(Saved entries)
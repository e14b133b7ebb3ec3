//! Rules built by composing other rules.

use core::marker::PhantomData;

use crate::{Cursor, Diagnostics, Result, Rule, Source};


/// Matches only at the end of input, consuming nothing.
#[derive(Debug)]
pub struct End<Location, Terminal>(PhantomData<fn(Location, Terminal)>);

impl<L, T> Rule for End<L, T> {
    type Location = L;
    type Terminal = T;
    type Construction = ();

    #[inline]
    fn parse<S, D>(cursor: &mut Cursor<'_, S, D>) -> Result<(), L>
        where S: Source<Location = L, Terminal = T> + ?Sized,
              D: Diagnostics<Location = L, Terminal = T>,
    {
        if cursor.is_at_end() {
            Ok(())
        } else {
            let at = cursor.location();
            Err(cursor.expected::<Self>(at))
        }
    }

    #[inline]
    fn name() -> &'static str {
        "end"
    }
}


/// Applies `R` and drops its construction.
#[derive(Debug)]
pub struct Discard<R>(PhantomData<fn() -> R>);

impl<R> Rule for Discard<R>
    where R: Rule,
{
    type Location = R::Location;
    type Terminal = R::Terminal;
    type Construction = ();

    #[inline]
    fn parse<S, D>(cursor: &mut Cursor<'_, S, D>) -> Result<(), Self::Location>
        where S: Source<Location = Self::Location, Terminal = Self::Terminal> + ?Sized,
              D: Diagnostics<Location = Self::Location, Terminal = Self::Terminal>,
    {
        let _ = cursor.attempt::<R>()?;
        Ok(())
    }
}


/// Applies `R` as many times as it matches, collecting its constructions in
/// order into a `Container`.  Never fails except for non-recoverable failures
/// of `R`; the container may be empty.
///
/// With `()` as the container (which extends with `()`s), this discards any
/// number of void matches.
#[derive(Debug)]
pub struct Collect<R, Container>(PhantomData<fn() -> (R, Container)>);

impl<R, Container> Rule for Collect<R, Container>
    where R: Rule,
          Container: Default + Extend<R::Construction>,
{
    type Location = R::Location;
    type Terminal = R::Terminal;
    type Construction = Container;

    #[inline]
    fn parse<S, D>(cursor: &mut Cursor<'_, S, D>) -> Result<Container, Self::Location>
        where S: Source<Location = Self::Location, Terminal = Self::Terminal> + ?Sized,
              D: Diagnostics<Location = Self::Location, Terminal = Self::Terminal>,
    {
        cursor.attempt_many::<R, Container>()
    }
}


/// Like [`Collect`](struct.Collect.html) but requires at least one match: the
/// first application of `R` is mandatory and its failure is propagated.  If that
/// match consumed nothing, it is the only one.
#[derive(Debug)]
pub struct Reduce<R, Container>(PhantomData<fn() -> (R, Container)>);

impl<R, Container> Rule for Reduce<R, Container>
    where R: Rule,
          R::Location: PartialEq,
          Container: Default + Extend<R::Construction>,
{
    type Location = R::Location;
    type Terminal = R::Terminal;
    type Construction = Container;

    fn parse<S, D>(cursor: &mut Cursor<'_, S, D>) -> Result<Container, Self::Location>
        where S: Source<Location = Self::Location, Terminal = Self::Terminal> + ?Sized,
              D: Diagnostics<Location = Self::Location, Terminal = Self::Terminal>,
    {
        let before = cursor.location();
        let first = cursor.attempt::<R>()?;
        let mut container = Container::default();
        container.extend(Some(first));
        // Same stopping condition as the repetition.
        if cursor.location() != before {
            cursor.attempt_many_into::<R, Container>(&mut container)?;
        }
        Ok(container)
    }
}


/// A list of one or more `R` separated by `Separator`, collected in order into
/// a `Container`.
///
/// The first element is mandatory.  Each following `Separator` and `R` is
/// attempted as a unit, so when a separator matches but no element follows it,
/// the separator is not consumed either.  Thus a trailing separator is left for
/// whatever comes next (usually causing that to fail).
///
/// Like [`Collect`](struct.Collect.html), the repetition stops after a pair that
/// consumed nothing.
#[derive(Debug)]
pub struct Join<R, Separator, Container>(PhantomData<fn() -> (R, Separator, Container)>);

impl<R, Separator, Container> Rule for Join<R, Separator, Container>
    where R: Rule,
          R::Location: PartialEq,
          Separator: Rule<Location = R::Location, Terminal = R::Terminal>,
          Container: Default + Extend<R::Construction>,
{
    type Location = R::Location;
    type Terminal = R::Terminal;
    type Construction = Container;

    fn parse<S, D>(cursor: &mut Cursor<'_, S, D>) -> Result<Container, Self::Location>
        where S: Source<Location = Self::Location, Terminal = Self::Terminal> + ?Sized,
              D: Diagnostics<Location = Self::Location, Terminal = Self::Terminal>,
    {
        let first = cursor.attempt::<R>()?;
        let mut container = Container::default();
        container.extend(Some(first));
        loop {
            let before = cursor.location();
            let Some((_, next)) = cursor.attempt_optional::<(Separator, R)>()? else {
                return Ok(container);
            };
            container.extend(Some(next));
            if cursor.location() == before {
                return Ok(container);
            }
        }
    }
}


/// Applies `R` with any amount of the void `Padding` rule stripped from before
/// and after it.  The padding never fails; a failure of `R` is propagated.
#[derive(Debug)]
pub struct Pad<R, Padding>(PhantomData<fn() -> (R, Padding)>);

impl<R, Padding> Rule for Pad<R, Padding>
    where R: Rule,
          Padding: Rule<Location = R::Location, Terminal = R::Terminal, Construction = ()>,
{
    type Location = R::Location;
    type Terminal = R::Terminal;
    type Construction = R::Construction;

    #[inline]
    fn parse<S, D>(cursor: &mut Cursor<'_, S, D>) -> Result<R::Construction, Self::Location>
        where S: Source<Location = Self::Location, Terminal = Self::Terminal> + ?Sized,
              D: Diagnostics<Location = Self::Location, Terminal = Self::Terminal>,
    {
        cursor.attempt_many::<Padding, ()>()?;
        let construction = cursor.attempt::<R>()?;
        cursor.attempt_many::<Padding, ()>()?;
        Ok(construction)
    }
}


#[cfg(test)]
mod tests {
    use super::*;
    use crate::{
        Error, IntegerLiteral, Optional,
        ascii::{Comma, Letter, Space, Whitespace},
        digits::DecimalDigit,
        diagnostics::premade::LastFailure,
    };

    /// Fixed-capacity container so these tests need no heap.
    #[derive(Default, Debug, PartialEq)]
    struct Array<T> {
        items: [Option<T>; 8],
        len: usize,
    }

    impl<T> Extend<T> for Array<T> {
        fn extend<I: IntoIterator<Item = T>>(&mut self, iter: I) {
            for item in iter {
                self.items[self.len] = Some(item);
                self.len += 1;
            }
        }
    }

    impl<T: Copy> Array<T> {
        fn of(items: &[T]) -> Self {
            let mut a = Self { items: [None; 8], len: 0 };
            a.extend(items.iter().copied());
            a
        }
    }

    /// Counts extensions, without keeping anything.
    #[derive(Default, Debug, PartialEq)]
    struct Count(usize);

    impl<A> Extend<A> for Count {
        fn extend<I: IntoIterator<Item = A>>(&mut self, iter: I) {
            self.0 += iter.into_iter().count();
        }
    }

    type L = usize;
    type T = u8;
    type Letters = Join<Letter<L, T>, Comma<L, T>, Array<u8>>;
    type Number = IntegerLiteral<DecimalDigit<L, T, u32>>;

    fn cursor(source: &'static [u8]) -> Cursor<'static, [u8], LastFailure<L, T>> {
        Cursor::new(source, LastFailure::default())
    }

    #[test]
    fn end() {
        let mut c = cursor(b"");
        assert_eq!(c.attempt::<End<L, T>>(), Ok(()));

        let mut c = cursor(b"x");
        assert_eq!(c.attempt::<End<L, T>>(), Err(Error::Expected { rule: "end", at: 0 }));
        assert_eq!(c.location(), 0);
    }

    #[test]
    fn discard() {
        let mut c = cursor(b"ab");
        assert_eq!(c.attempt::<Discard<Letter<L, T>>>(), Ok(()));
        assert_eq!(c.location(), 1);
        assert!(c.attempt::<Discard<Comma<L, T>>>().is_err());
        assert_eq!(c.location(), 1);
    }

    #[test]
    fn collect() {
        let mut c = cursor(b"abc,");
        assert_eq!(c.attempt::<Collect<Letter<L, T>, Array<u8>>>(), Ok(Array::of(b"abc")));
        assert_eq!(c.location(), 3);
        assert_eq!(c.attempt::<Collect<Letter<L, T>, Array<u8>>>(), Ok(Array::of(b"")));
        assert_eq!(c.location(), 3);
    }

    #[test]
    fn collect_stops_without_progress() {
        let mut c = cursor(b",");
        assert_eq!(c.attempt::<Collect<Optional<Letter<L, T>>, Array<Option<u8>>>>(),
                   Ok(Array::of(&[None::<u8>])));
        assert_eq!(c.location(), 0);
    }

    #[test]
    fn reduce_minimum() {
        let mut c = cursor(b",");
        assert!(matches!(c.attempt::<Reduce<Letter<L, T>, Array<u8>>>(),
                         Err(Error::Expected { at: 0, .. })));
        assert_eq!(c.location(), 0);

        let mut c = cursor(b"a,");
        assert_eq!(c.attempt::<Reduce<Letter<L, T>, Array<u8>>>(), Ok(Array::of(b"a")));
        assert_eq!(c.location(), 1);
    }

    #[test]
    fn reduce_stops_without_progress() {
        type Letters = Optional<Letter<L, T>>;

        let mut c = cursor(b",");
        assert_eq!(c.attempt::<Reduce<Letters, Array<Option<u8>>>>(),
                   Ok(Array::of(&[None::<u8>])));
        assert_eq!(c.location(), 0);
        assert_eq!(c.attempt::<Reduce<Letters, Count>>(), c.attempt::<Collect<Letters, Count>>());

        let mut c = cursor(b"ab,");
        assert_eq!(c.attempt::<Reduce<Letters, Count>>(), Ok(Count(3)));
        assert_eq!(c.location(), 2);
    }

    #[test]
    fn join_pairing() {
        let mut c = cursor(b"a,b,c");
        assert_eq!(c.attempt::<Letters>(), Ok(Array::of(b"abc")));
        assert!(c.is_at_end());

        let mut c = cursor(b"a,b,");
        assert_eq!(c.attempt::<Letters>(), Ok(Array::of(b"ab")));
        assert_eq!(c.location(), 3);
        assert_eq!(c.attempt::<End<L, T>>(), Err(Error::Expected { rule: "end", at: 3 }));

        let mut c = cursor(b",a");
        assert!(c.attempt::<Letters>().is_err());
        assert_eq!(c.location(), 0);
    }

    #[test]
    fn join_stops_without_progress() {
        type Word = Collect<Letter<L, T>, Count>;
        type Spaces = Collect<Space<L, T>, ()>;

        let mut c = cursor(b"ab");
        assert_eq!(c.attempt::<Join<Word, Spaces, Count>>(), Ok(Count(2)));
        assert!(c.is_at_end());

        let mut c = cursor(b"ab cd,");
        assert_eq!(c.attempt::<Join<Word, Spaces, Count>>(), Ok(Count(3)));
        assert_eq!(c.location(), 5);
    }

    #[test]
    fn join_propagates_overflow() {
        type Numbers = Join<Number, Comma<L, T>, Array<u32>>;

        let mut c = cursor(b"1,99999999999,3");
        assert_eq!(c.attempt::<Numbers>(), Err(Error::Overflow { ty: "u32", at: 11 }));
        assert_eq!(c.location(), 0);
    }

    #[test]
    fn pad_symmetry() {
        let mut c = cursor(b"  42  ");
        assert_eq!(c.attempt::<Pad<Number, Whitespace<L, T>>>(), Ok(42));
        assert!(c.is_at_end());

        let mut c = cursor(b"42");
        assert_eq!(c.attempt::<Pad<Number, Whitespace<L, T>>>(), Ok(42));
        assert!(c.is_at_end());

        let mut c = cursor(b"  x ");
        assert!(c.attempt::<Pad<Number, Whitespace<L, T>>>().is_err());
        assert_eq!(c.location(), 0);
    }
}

=== EXERCISE INSTRUCTIONS ===
From the first line above through the line that contains "pub struct Discard<R>(PhantomData<fn()", quote each line exactly. Output nothing more.

=== WRITTEN ANSWER ===
repository e14b133b7ebb3ec3
//! Rules built by composing other rules.

use core::marker::PhantomData;

use crate::{Cursor, Diagnostics, Result, Rule, Source};


/// Matches only at the end of input, consuming nothing.
#[derive(Debug)]
pub struct End<Location, Terminal>(PhantomData<fn(Location, Terminal)>);

impl<L, T> Rule for End<L, T> {
    type Location = L;
    type Terminal = T;
    type Construction = ();

    #[inline]
    fn parse<S, D>(cursor: &mut Cursor<'_, S, D>) -> Result<(), L>
        where S: Source<Location = L, Terminal = T> + ?Sized,
              D: Diagnostics<Location = L, Terminal = T>,
    {
        if cursor.is_at_end() {
            Ok(())
        } else {
            let at = cursor.location();
            Err(cursor.expected::<Self>(at))
        }
    }

    #[inline]
    fn name() -> &'static str {
        "end"
    }
}


/// Applies `R` and drops its construction.
#[derive(Debug)]
pub struct Discard<R>(PhantomData<fn() -> R>);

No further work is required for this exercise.